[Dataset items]

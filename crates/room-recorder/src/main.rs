//! Room-Recorder: per-room recording and RTMP relay control plane.

mod app;
mod config;
mod error;
mod ingest;
mod logging;

pub(crate) use {
    app::App,
    error::{AppError, Result as AppResult},
};

use crate::{config::Config, logging::init_logging};

use std::path::PathBuf;

use clap::Parser;
use tracing::error;

/// Command line arguments.
#[derive(Debug, Parser)]
#[command(name = "room-recorder", version, about)]
struct Cli {
    /// Path to the TOML configuration file.
    #[arg(short, long)]
    config: Option<PathBuf>,
}

/// Application entry point.
fn main() {
    let cli = Cli::parse();

    let config = match Config::load(cli.config.as_deref()) {
        Ok(c) => c,
        Err(e) => {
            eprintln!("Failed to load config: {}", e);
            std::process::exit(1);
        }
    };

    // Dropping the guard flushes the file logger, so it lives until exit.
    let log_guard = match init_logging(&config.logging) {
        Ok(guard) => guard,
        Err(e) => {
            eprintln!("Failed to initialize logging: {}", e);
            std::process::exit(1);
        }
    };

    if let Err(e) = config.validate() {
        error!("Config validation failed: {}", e);
        std::process::exit(1);
    }

    let rt = match tokio::runtime::Runtime::new() {
        Ok(rt) => rt,
        Err(e) => {
            error!("Failed to create tokio runtime: {:?}", e);
            std::process::exit(1);
        }
    };

    let app = App { config };
    if let Err(e) = rt.block_on(app.run()) {
        error!(error = %e, "Recorder stopped with an error");
        drop(rt);
        drop(log_guard);
        std::process::exit(1);
    }
}
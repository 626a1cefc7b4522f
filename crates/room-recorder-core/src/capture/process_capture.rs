//! Capture engine backed by an external program.
//!
//! The child is supervised by one task per job. That task reports
//! `on_started` once the raw file has content, and `on_closed` exactly once
//! when the child exits, whether it was asked to stop or not.

use crate::{
    CoreResult, RecorderError,
    capture::{
        CaptureClosed, CaptureFactory, CaptureHooks, CaptureProcess, CaptureSettings, OutputFile,
        expand_template, path_component,
    },
    protocol::{JobKind, TaskRequest},
};

use std::{
    panic::Location,
    process::Stdio,
    sync::{
        Arc,
        atomic::{AtomicBool, Ordering},
    },
    time::Duration,
};

use async_trait::async_trait;
use error_location::ErrorLocation;
use parking_lot::Mutex;
use tokio::{
    io::AsyncWriteExt,
    process::{Child, Command},
    sync::{Notify, watch},
};
use tracing::{debug, info, instrument, warn};

/// Creates a [`ProcessCapture`] per start request.
#[derive(Debug, Clone)]
pub struct ProcessCaptureFactory {
    settings: Arc<CaptureSettings>,
}

impl ProcessCaptureFactory {
    /// Factory launching `settings.program` for every job.
    pub fn new(settings: CaptureSettings) -> Self {
        Self {
            settings: Arc::new(settings),
        }
    }
}

impl CaptureFactory for ProcessCaptureFactory {
    #[track_caller]
    fn create(
        &self,
        request: Arc<TaskRequest>,
        hooks: Arc<dyn CaptureHooks>,
    ) -> CoreResult<Arc<dyn CaptureProcess>> {
        let (templates, output) = match request.task() {
            JobKind::StartRecording => {
                let output = OutputFile {
                    dir: self
                        .settings
                        .storage_root
                        .join(path_component(&request.room_id)),
                    file_name: format!(
                        "{}_raw.{}",
                        path_component(&request.recording_id),
                        self.settings.raw_extension
                    ),
                };
                (&self.settings.recording_args, Some(output))
            }
            JobKind::StartRtmp => (&self.settings.rtmp_args, None),
            other => {
                return Err(RecorderError::UnsupportedTask {
                    task: other.to_string(),
                    location: ErrorLocation::from(Location::caller()),
                });
            }
        };

        let output_arg = output
            .as_ref()
            .map(|o| o.path().to_string_lossy().into_owned())
            .unwrap_or_default();
        let args = templates
            .iter()
            .map(|t| expand_template(t, &request, &output_arg))
            .collect();

        Ok(Arc::new(ProcessCapture {
            inner: Arc::new(CaptureInner {
                request,
                program: self.settings.program.clone(),
                args,
                stop_input: self.settings.stop_input.clone(),
                startup_poll: self.settings.startup_poll,
                output,
                hooks,
                running: AtomicBool::new(false),
                close_requested: AtomicBool::new(false),
                finished: AtomicBool::new(false),
                close_error: Mutex::new(None),
                stop: Notify::new(),
                done: watch::Sender::new(false),
            }),
        }))
    }
}

/// One external capture program and its supervisor.
pub struct ProcessCapture {
    inner: Arc<CaptureInner>,
}

struct CaptureInner {
    request: Arc<TaskRequest>,
    program: String,
    args: Vec<String>,
    stop_input: Option<String>,
    startup_poll: Duration,
    output: Option<OutputFile>,
    hooks: Arc<dyn CaptureHooks>,
    running: AtomicBool,
    close_requested: AtomicBool,
    finished: AtomicBool,
    close_error: Mutex<Option<String>>,
    stop: Notify,
    done: watch::Sender<bool>,
}

#[async_trait]
impl CaptureProcess for ProcessCapture {
    #[instrument(
        skip(self),
        fields(
            room_table_id = self.inner.request.room_table_id,
            task = %self.inner.request.task()
        )
    )]
    async fn start(&self) -> CoreResult<()> {
        let inner = &self.inner;

        if let Some(output) = &inner.output {
            tokio::fs::create_dir_all(&output.dir)
                .await
                .map_err(|e| RecorderError::CaptureLaunch {
                    reason: format!("Failed to create {:?}: {}", output.dir, e),
                    location: ErrorLocation::from(Location::caller()),
                })?;
        }

        let stdin = if inner.stop_input.is_some() {
            Stdio::piped()
        } else {
            Stdio::null()
        };

        let child = Command::new(&inner.program)
            .args(&inner.args)
            .stdin(stdin)
            .stdout(Stdio::null())
            .stderr(Stdio::null())
            .kill_on_drop(true)
            .spawn()
            .map_err(|e| RecorderError::CaptureLaunch {
                reason: format!("Failed to spawn {}: {}", inner.program, e),
                location: ErrorLocation::from(Location::caller()),
            })?;

        inner.running.store(true, Ordering::SeqCst);
        info!(pid = ?child.id(), program = %inner.program, "Capture process launched");

        let supervisor = Arc::clone(inner);
        tokio::spawn(async move { supervisor.supervise(child).await });

        Ok(())
    }

    #[instrument(
        skip(self),
        fields(
            room_table_id = self.inner.request.room_table_id,
            task = %self.inner.request.task()
        )
    )]
    async fn close(&self, error: Option<String>) {
        let inner = &self.inner;

        if !inner.close_requested.swap(true, Ordering::SeqCst) {
            if let Some(reason) = error {
                *inner.close_error.lock() = Some(reason);
            }
            inner.stop.notify_one();

            if !inner.running.load(Ordering::SeqCst) {
                let error = inner.close_error.lock().take();
                inner.finish(error).await;
            }
        }

        let mut done = inner.done.subscribe();
        let _ = done.wait_for(|finished| *finished).await;
    }
}

impl CaptureInner {
    async fn supervise(self: Arc<Self>, mut child: Child) {
        let mut ticker = tokio::time::interval(self.startup_poll);
        let mut started = false;

        let exit_error = loop {
            tokio::select! {
                status = child.wait() => {
                    break match status {
                        Ok(status) if status.success() => None,
                        Ok(status) => Some(format!("capture process exited with {}", status)),
                        Err(e) => Some(format!("failed to wait for capture process: {}", e)),
                    };
                }
                _ = self.stop.notified() => {
                    self.stop_child(&mut child).await;
                    break None;
                }
                _ = ticker.tick(), if !started => {
                    if self.output_ready().await {
                        started = true;
                        let hooks = Arc::clone(&self.hooks);
                        tokio::spawn(async move { hooks.on_started().await });
                    }
                }
            }
        };

        if let Some(reason) = &exit_error {
            warn!(reason = %reason, "Capture process terminated unexpectedly");
        }

        let requested = self.close_error.lock().take();
        self.finish(requested.or(exit_error)).await;
    }

    async fn stop_child(&self, child: &mut Child) {
        match (&self.stop_input, child.stdin.take()) {
            (Some(input), Some(mut stdin)) => {
                if let Err(e) = stdin.write_all(input.as_bytes()).await {
                    warn!(error = %e, "Failed to send stop input, killing capture process");
                    let _ = child.start_kill();
                }
            }
            _ => {
                if let Err(e) = child.start_kill() {
                    warn!(error = %e, "Failed to kill capture process");
                }
            }
        }

        match child.wait().await {
            Ok(status) => debug!(%status, "Capture process stopped"),
            Err(e) => warn!(error = %e, "Failed to wait for capture process"),
        }
    }

    async fn output_ready(&self) -> bool {
        match &self.output {
            None => true,
            Some(output) => tokio::fs::metadata(output.path())
                .await
                .map(|meta| meta.len() > 0)
                .unwrap_or(false),
        }
    }

    async fn finish(&self, error: Option<String>) {
        if self.finished.swap(true, Ordering::SeqCst) {
            return;
        }

        self.hooks
            .on_closed(CaptureClosed {
                output: self.output.clone(),
                error,
            })
            .await;

        self.done.send_replace(true);
    }
}
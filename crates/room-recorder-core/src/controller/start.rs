use crate::{
    CoreResult, RecorderError,
    controller::{SessionController, close::JobHooks},
    protocol::TaskRequest,
    registry::{ActiveJob, RegistryKey},
};

use std::{panic::Location, sync::Arc};

use error_location::ErrorLocation;
use tracing::{error, info, instrument};
use uuid::Uuid;

impl SessionController {
    /// Launch the capture for a start request.
    ///
    /// The job is stored and counted before the capture is launched so that a
    /// capture failing immediately still finds its entry to clean up, and its
    /// close balances the counter.
    ///
    /// # Errors
    ///
    /// * [`RecorderError::DuplicateInProgress`] if the key is already active.
    /// * [`RecorderError::CaptureLaunch`] if the capture failed to start; the
    ///   close path has already run.
    /// * [`RecorderError::Progress`] if the counter update failed; the job
    ///   keeps running.
    #[instrument(
        skip(self, req),
        fields(room_table_id = req.room_table_id, room_id = %req.room_id, task = %req.task())
    )]
    pub async fn handle_start_task(&self, req: TaskRequest) -> CoreResult<()> {
        let key = RegistryKey::for_request(&req);
        if !key.kind.is_start() {
            return Err(RecorderError::UnsupportedTask {
                task: key.kind.to_string(),
                location: ErrorLocation::from(Location::caller()),
            });
        }

        if self.inner.registry.load(&key).is_some() {
            return Err(RecorderError::DuplicateInProgress {
                key,
                location: ErrorLocation::from(Location::caller()),
            });
        }

        info!(room_sid = %req.room_sid, "Received new start task");

        let request = Arc::new(req);
        let job_id = Uuid::new_v4();
        let hooks = Arc::new(JobHooks {
            controller: Arc::downgrade(&self.inner),
            job_id,
            request: Arc::clone(&request),
        });
        let capture = self.inner.factory.create(Arc::clone(&request), hooks)?;

        let job = ActiveJob {
            id: job_id,
            request,
            capture: Arc::clone(&capture),
        };
        if !self.inner.registry.store_if_vacant(key, job) {
            return Err(RecorderError::DuplicateInProgress {
                key,
                location: ErrorLocation::from(Location::caller()),
            });
        }

        let counted = self.inner.progress.update(true).await;

        if let Err(e) = capture.start().await {
            error!(error = %e, "Capture failed to start");
            if let Err(progress) = &counted {
                error!(error = %progress, "Failed to increment progress counter");
            }
            let reason = match &e {
                RecorderError::CaptureLaunch { reason, .. } => reason.clone(),
                other => other.to_string(),
            };
            capture.close(Some(reason)).await;
            return Err(e);
        }

        counted
    }
}
use crate::controller::SessionController;

use tokio::task::JoinSet;
use tracing::{error, info, instrument};

impl SessionController {
    /// Close every active job and wait until each close has finished.
    ///
    /// Closes already started by stop requests are awaited too. Called once on
    /// termination, before the process exits, so recordings are finalized
    /// instead of truncated.
    #[instrument(skip(self))]
    pub async fn close_all(&self) {
        let jobs = self.inner.registry.snapshot();
        info!(count = jobs.len(), "Closing all active jobs");

        let mut closing = JoinSet::new();
        for job in jobs {
            closing.spawn(async move { job.capture.close(None).await });
        }
        drain(&mut closing).await;

        loop {
            let mut stopping = std::mem::take(&mut *self.inner.closing.lock());
            if stopping.is_empty() {
                break;
            }
            info!(count = stopping.len(), "Waiting for stopped jobs to finish closing");
            drain(&mut stopping).await;
        }

        info!("All active jobs closed");
    }
}

async fn drain(closing: &mut JoinSet<()>) {
    while let Some(result) = closing.join_next().await {
        if let Err(e) = result {
            error!(error = ?e, "Close task failed");
        }
    }
}
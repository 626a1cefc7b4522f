use std::fmt;

/// Closed set of commands and reports understood by the recorder.
#[derive(Clone, Copy, Debug, PartialEq, Eq, Hash, PartialOrd, Ord, prost::Enumeration)]
#[repr(i32)]
pub enum JobKind {
    /// Start capturing a room to a file.
    StartRecording = 0,
    /// Stop the room's file recording.
    StopRecording = 1,
    /// Start relaying a room to an RTMP endpoint.
    StartRtmp = 2,
    /// Stop the room's RTMP relay.
    StopRtmp = 3,
    /// Stop every job of the room.
    Stop = 4,
    /// Report: a recording job ended.
    EndRecording = 5,
    /// Report: an RTMP job ended.
    EndRtmp = 6,
    /// Report: a recording file was finalized.
    RecordingProceeded = 7,
}

impl JobKind {
    /// Whether this kind launches a capture.
    pub fn is_start(self) -> bool {
        matches!(self, JobKind::StartRecording | JobKind::StartRtmp)
    }

    /// Start kinds addressed by a stop kind. Empty for anything else.
    ///
    /// A job is addressed by the kind that started it, so stopping looks up
    /// the start kind's registry key.
    pub fn stop_targets(self) -> &'static [JobKind] {
        match self {
            JobKind::StopRecording => &[JobKind::StartRecording],
            JobKind::StopRtmp => &[JobKind::StartRtmp],
            JobKind::Stop => &[JobKind::StartRecording, JobKind::StartRtmp],
            _ => &[],
        }
    }

    /// Kind reported upstream when a job of this kind terminates.
    pub fn end_kind(self) -> JobKind {
        match self {
            JobKind::StartRtmp => JobKind::EndRtmp,
            _ => JobKind::EndRecording,
        }
    }

    /// Stable upper-case name, as used in logs.
    pub fn name(self) -> &'static str {
        match self {
            JobKind::StartRecording => "START_RECORDING",
            JobKind::StopRecording => "STOP_RECORDING",
            JobKind::StartRtmp => "START_RTMP",
            JobKind::StopRtmp => "STOP_RTMP",
            JobKind::Stop => "STOP",
            JobKind::EndRecording => "END_RECORDING",
            JobKind::EndRtmp => "END_RTMP",
            JobKind::RecordingProceeded => "RECORDING_PROCEEDED",
        }
    }
}

impl fmt::Display for JobKind {
    fn fmt(&self, f: &mut fmt::Formatter<'_>) -> fmt::Result {
        f.write_str(self.name())
    }
}
use crate::config::{default_host, default_port};

use serde::{Deserialize, Serialize};

/// Ingest server configuration.
#[derive(Debug, Clone, Serialize, Deserialize)]
pub struct ServerConfig {
    /// Address the ingest server binds to.
    #[serde(default = "default_host")]
    pub host: String,
    /// Port for the ingest server.
    #[serde(default = "default_port")]
    pub port: u16,
}

impl Default for ServerConfig {
    fn default() -> Self {
        Self {
            host: default_host(),
            port: default_port(),
        }
    }
}

impl ServerConfig {
    /// `host:port` to bind.
    pub fn bind_addr(&self) -> String {
        format!("{}:{}", self.host, self.port)
    }
}
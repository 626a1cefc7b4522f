//! Wire messages exchanged with the upstream coordinator.
//!
//! Both messages are protobuf encoded with `prost`; field tags are part of the
//! contract and must not be renumbered.

mod job_kind;
mod task_request;
mod task_response;

pub use {job_kind::JobKind, task_request::TaskRequest, task_response::TaskResponse};

/// Origin tag carried by every response this service sends.
pub const RESPONSE_ORIGIN: &str = "recorder";

/// Message used for successful state transitions.
pub const SUCCESS_MESSAGE: &str = "success";
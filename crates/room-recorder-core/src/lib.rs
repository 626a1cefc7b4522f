//! Room Recorder Core Library
//!
//! Control plane for per-room recording and RTMP relay jobs: a concurrent
//! task registry with its start/stop/close state machine, a post-processing
//! pipeline for finished recordings, and signed status reporting to the
//! upstream coordinator.
//!
//! # Example
//!
//! ```no_run
//! use room_recorder_core::{
//!     AtomicProgress, CaptureSettings, CoordinatorEndpoint, CoreResult, HttpNotifier, JobKind,
//!     PostProcessSettings, PostProcessor, ProcessCaptureFactory, RetryPolicy, SessionController,
//!     TaskRequest,
//! };
//!
//! use std::{path::PathBuf, sync::Arc, time::Duration};
//!
//! async fn run() -> CoreResult<()> {
//!     let notifier = Arc::new(HttpNotifier::new(
//!         CoordinatorEndpoint {
//!             host: "http://localhost:8080".to_string(),
//!             api_key: "key".to_string(),
//!             api_secret: "secret".to_string(),
//!         },
//!         RetryPolicy::default(),
//!     )?);
//!     let storage_root = PathBuf::from("recordings");
//!     let post_processor = PostProcessor::new(
//!         PostProcessSettings {
//!             storage_root: storage_root.clone(),
//!             convert_to_mp4: false,
//!             encoder_program: "ffmpeg".to_string(),
//!             pre_input: String::new(),
//!             post_input: String::new(),
//!             hook_scripts: Vec::new(),
//!         },
//!         notifier.clone(),
//!     );
//!     let factory = ProcessCaptureFactory::new(CaptureSettings {
//!         program: "ffmpeg".to_string(),
//!         recording_args: vec!["-i".into(), "rtmp://media/{room_id}".into(), "{output}".into()],
//!         rtmp_args: Vec::new(),
//!         raw_extension: "mkv".to_string(),
//!         stop_input: Some("q".to_string()),
//!         storage_root,
//!         startup_poll: Duration::from_millis(500),
//!     });
//!     let controller = SessionController::new(
//!         Arc::new(factory),
//!         Arc::new(AtomicProgress::new()),
//!         notifier,
//!         post_processor,
//!     );
//!
//!     let mut request = TaskRequest {
//!         room_table_id: 42,
//!         room_id: "room1".to_string(),
//!         recording_id: "rec-1".to_string(),
//!         ..Default::default()
//!     };
//!     request.set_task(JobKind::StartRecording);
//!     controller.handle_task(request).await?;
//!
//!     controller.close_all().await;
//!     Ok(())
//! }
//! ```

mod capture;
mod controller;
mod error;
mod notify;
mod post_process;
mod progress;
mod protocol;
mod registry;

pub use {
    capture::{
        CaptureClosed, CaptureFactory, CaptureHooks, CaptureProcess, CaptureSettings, OutputFile,
        ProcessCapture, ProcessCaptureFactory, expand_template,
    },
    controller::{SessionController, TaskOutcome},
    error::{RecorderError, Result as CoreResult},
    notify::{
        CoordinatorEndpoint, HttpNotifier, NOTIFY_PATH, RetryPolicy, StatusReporter, sign, verify,
    },
    post_process::{
        BYTES_PER_MB, FinalArtifact, HookPayload, PostProcessSettings, PostProcessor,
        relative_to_root, strip_literal_prefix, truncate_two_decimals,
    },
    progress::{AtomicProgress, ProgressCounter},
    protocol::{JobKind, RESPONSE_ORIGIN, SUCCESS_MESSAGE, TaskRequest, TaskResponse},
    registry::{ActiveJob, RegistryKey, TaskRegistry},
};

#[cfg(test)]
mod tests;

Exercise goal | Could you find each line in the entries that contains the string "StartRecording" and copy it?

Response to this task |
            JobKind::StartRecording => {
    StartRecording = 0,
        matches!(self, JobKind::StartRecording | JobKind::StartRtmp)
            JobKind::StopRecording => &[JobKind::StartRecording],
            JobKind::Stop => &[JobKind::StartRecording, JobKind::StartRtmp],
            JobKind::StartRecording => "START_RECORDING",
//!     request.set_task(JobKind::StartRecording);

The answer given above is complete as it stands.